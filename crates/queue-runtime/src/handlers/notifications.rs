//! # Notification Log Handler
//!
//! Stands in for the patient-notification collaborator: consumes queue
//! events from the bus and writes one structured log line per event.
//! Delivery results never flow back into the queue.

use shared_bus::{QueueEvent, Subscription};
use tokio::sync::watch;
use tracing::{debug, info};

pub struct NotificationLogHandler {
    subscription: Subscription,
}

impl NotificationLogHandler {
    pub fn new(subscription: Subscription) -> Self {
        Self { subscription }
    }

    /// Run until shutdown or until the bus closes. Returns how many events
    /// were handled.
    pub async fn run(mut self, mut shutdown: watch::Receiver<bool>) -> u64 {
        info!("Notification log handler started");
        let mut handled = 0;
        loop {
            tokio::select! {
                event = self.subscription.recv() => match event {
                    Some(event) => {
                        notify(&event);
                        handled += 1;
                    }
                    None => break,
                },
                changed = shutdown.changed() => {
                    if changed.is_err() || *shutdown.borrow() {
                        break;
                    }
                }
            }
        }
        info!(handled, "Notification log handler stopped");
        handled
    }
}

/// One log line per patient-facing event.
pub fn notify(event: &QueueEvent) {
    let meta = event.meta();
    match event {
        QueueEvent::PatientAddedToQueue {
            patient_ref,
            position,
            ..
        } => info!(clinic_id = %meta.clinic_id, patient = %patient_ref, position, "Notify: you are in the queue"),
        QueueEvent::PatientCalled {
            patient_ref,
            staff_id,
            ..
        } => info!(clinic_id = %meta.clinic_id, patient = %patient_ref, staff_id = %staff_id, "Notify: please proceed"),
        QueueEvent::PatientMarkedAbsent {
            patient_ref,
            grace_period_ends_at,
            ..
        } => info!(
            clinic_id = %meta.clinic_id,
            patient = %patient_ref,
            until = %grace_period_ends_at,
            "Notify: you missed your call"
        ),
        QueueEvent::PatientReturned {
            patient_ref,
            new_position,
            ..
        } => info!(clinic_id = %meta.clinic_id, patient = %patient_ref, position = new_position, "Notify: welcome back"),
        QueueEvent::PatientAutoCancelled { patient_ref, .. } => {
            info!(clinic_id = %meta.clinic_id, patient = %patient_ref, "Notify: appointment cancelled")
        }
        QueueEvent::DayClosed {
            no_show_ids,
            completed_ids,
            ..
        } => info!(
            clinic_id = %meta.clinic_id,
            no_shows = no_show_ids.len(),
            completed = completed_ids.len(),
            "Queue closed for the day"
        ),
        QueueEvent::DayReopened { restored_ids, .. } => {
            info!(clinic_id = %meta.clinic_id, restored = restored_ids.len(), "Queue reopened")
        }
        other => debug!(clinic_id = %meta.clinic_id, event = other.name(), "Queue event"),
    }
}
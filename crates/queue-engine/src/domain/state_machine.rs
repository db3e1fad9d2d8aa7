//! Legal status transitions.
//!
//! ```text
//! SCHEDULED   → WAITING       check-in
//! WAITING     → IN_PROGRESS   call
//! WAITING     → ABSENT        mark absent
//! ABSENT      → WAITING       late arrival within grace
//! ABSENT      → NO_SHOW       grace expiry or day closure
//! WAITING     → NO_SHOW       day closure
//! IN_PROGRESS → COMPLETED     completion or day closure
//! ```
//!
//! Reopening a closure reverses `NO_SHOW → WAITING`. That is a
//! compensation of a committed closure, not a forward transition, and is
//! checked separately by [`ensure_reversal`].

use super::errors::{QueueError, QueueResult};
use shared_types::{AppointmentId, QueueStatus};

/// Why a status change is requested.
#[derive(Debug, Clone, Copy, PartialEq, Eq)]
pub enum Trigger {
    CheckIn,
    Call,
    MarkAbsent,
    LateArrival,
    GraceExpiry,
    DayClosure,
    Complete,
}

const LEGAL: [(QueueStatus, QueueStatus); 7] = [
    (QueueStatus::Scheduled, QueueStatus::Waiting),
    (QueueStatus::Waiting, QueueStatus::InProgress),
    (QueueStatus::Waiting, QueueStatus::Absent),
    (QueueStatus::Absent, QueueStatus::Waiting),
    (QueueStatus::Absent, QueueStatus::NoShow),
    (QueueStatus::Waiting, QueueStatus::NoShow),
    (QueueStatus::InProgress, QueueStatus::Completed),
];

/// Whether `from → to` is a legal forward transition.
#[must_use]
pub fn is_legal(from: QueueStatus, to: QueueStatus) -> bool {
    LEGAL.contains(&(from, to))
}

/// Statuses reachable from `from` in one step.
#[must_use]
pub fn legal_targets(from: QueueStatus) -> Vec<QueueStatus> {
    LEGAL
        .iter()
        .filter(|(source, _)| *source == from)
        .map(|(_, target)| *target)
        .collect()
}

/// Check a forward transition for an appointment.
pub fn ensure_transition(
    appointment_id: AppointmentId,
    from: QueueStatus,
    to: QueueStatus,
) -> QueueResult<()> {
    if is_legal(from, to) {
        Ok(())
    } else {
        Err(QueueError::InvalidStateTransition {
            appointment_id,
            from,
            to,
        })
    }
}

/// Resolve the target status a trigger produces from `from`.
pub fn target_for(
    appointment_id: AppointmentId,
    from: QueueStatus,
    trigger: Trigger,
) -> QueueResult<QueueStatus> {
    let to = match (trigger, from) {
        (Trigger::CheckIn, _) => QueueStatus::Waiting,
        (Trigger::Call, _) => QueueStatus::InProgress,
        (Trigger::MarkAbsent, _) => QueueStatus::Absent,
        (Trigger::LateArrival, _) => QueueStatus::Waiting,
        (Trigger::GraceExpiry, _) => QueueStatus::NoShow,
        (Trigger::DayClosure, QueueStatus::InProgress) => QueueStatus::Completed,
        (Trigger::DayClosure, _) => QueueStatus::NoShow,
        (Trigger::Complete, _) => QueueStatus::Completed,
    };
    if trigger == Trigger::CheckIn && from != QueueStatus::Scheduled
        || trigger == Trigger::LateArrival && from != QueueStatus::Absent
        || trigger == Trigger::GraceExpiry && from != QueueStatus::Absent
    {
        return Err(QueueError::InvalidStateTransition {
            appointment_id,
            from,
            to,
        });
    }
    ensure_transition(appointment_id, from, to)?;
    Ok(to)
}

/// Check the closure-reopen compensation `NO_SHOW → WAITING`.
pub fn ensure_reversal(appointment_id: AppointmentId, from: QueueStatus) -> QueueResult<()> {
    if from == QueueStatus::NoShow {
        Ok(())
    } else {
        Err(QueueError::InvalidStateTransition {
            appointment_id,
            from,
            to: QueueStatus::Waiting,
        })
    }
}

#[cfg(test)]
mod tests {
    use super::*;

    #[test]
    fn test_exactly_seven_legal_transitions() {
        let mut count = 0;
        for from in QueueStatus::ALL {
            for to in QueueStatus::ALL {
                if is_legal(from, to) {
                    count += 1;
                }
            }
        }
        assert_eq!(count, 7);
    }

    #[test]
    fn test_terminal_states_have_no_exits() {
        for status in QueueStatus::ALL.into_iter().filter(|s| s.is_terminal()) {
            assert!(legal_targets(status).is_empty(), "{status} has exits");
        }
    }

    #[test]
    fn test_illegal_transition_names_both_states() {
        let id = AppointmentId::new();
        let err = ensure_transition(id, QueueStatus::Completed, QueueStatus::Waiting).unwrap_err();
        assert_eq!(
            err,
            QueueError::InvalidStateTransition {
                appointment_id: id,
                from: QueueStatus::Completed,
                to: QueueStatus::Waiting,
            }
        );
    }

    #[test]
    fn test_day_closure_targets() {
        let id = AppointmentId::new();
        assert_eq!(
            target_for(id, QueueStatus::InProgress, Trigger::DayClosure).unwrap(),
            QueueStatus::Completed
        );
        assert_eq!(
            target_for(id, QueueStatus::Waiting, Trigger::DayClosure).unwrap(),
            QueueStatus::NoShow
        );
        assert_eq!(
            target_for(id, QueueStatus::Absent, Trigger::DayClosure).unwrap(),
            QueueStatus::NoShow
        );
        assert!(target_for(id, QueueStatus::Scheduled, Trigger::DayClosure).is_err());
    }

    #[test]
    fn test_late_arrival_only_from_absent() {
        let id = AppointmentId::new();
        assert_eq!(
            target_for(id, QueueStatus::Absent, Trigger::LateArrival).unwrap(),
            QueueStatus::Waiting
        );
        assert!(target_for(id, QueueStatus::Scheduled, Trigger::LateArrival).is_err());
        assert!(target_for(id, QueueStatus::Waiting, Trigger::GraceExpiry).is_err());
    }

    #[test]
    fn test_reversal_only_from_no_show() {
        let id = AppointmentId::new();
        assert!(ensure_reversal(id, QueueStatus::NoShow).is_ok());
        assert!(ensure_reversal(id, QueueStatus::Completed).is_err());
    }
}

★ ★ ★

_Description of the task_
Please return every line from the material above where the string "info" occurs.

_Response area_
use tracing::{debug, info};
        info!("Notification log handler started");
        info!(handled, "Notification log handler stopped");
        } => info!(clinic_id = %meta.clinic_id, patient = %patient_ref, position, "Notify: you are in the queue"),
        } => info!(clinic_id = %meta.clinic_id, patient = %patient_ref, staff_id = %staff_id, "Notify: please proceed"),
        } => info!(
        } => info!(clinic_id = %meta.clinic_id, patient = %patient_ref, position = new_position, "Notify: welcome back"),
            info!(clinic_id = %meta.clinic_id, patient = %patient_ref, "Notify: appointment cancelled")
        } => info!(
            info!(clinic_id = %meta.clinic_id, restored = restored_ids.len(), "Queue reopened")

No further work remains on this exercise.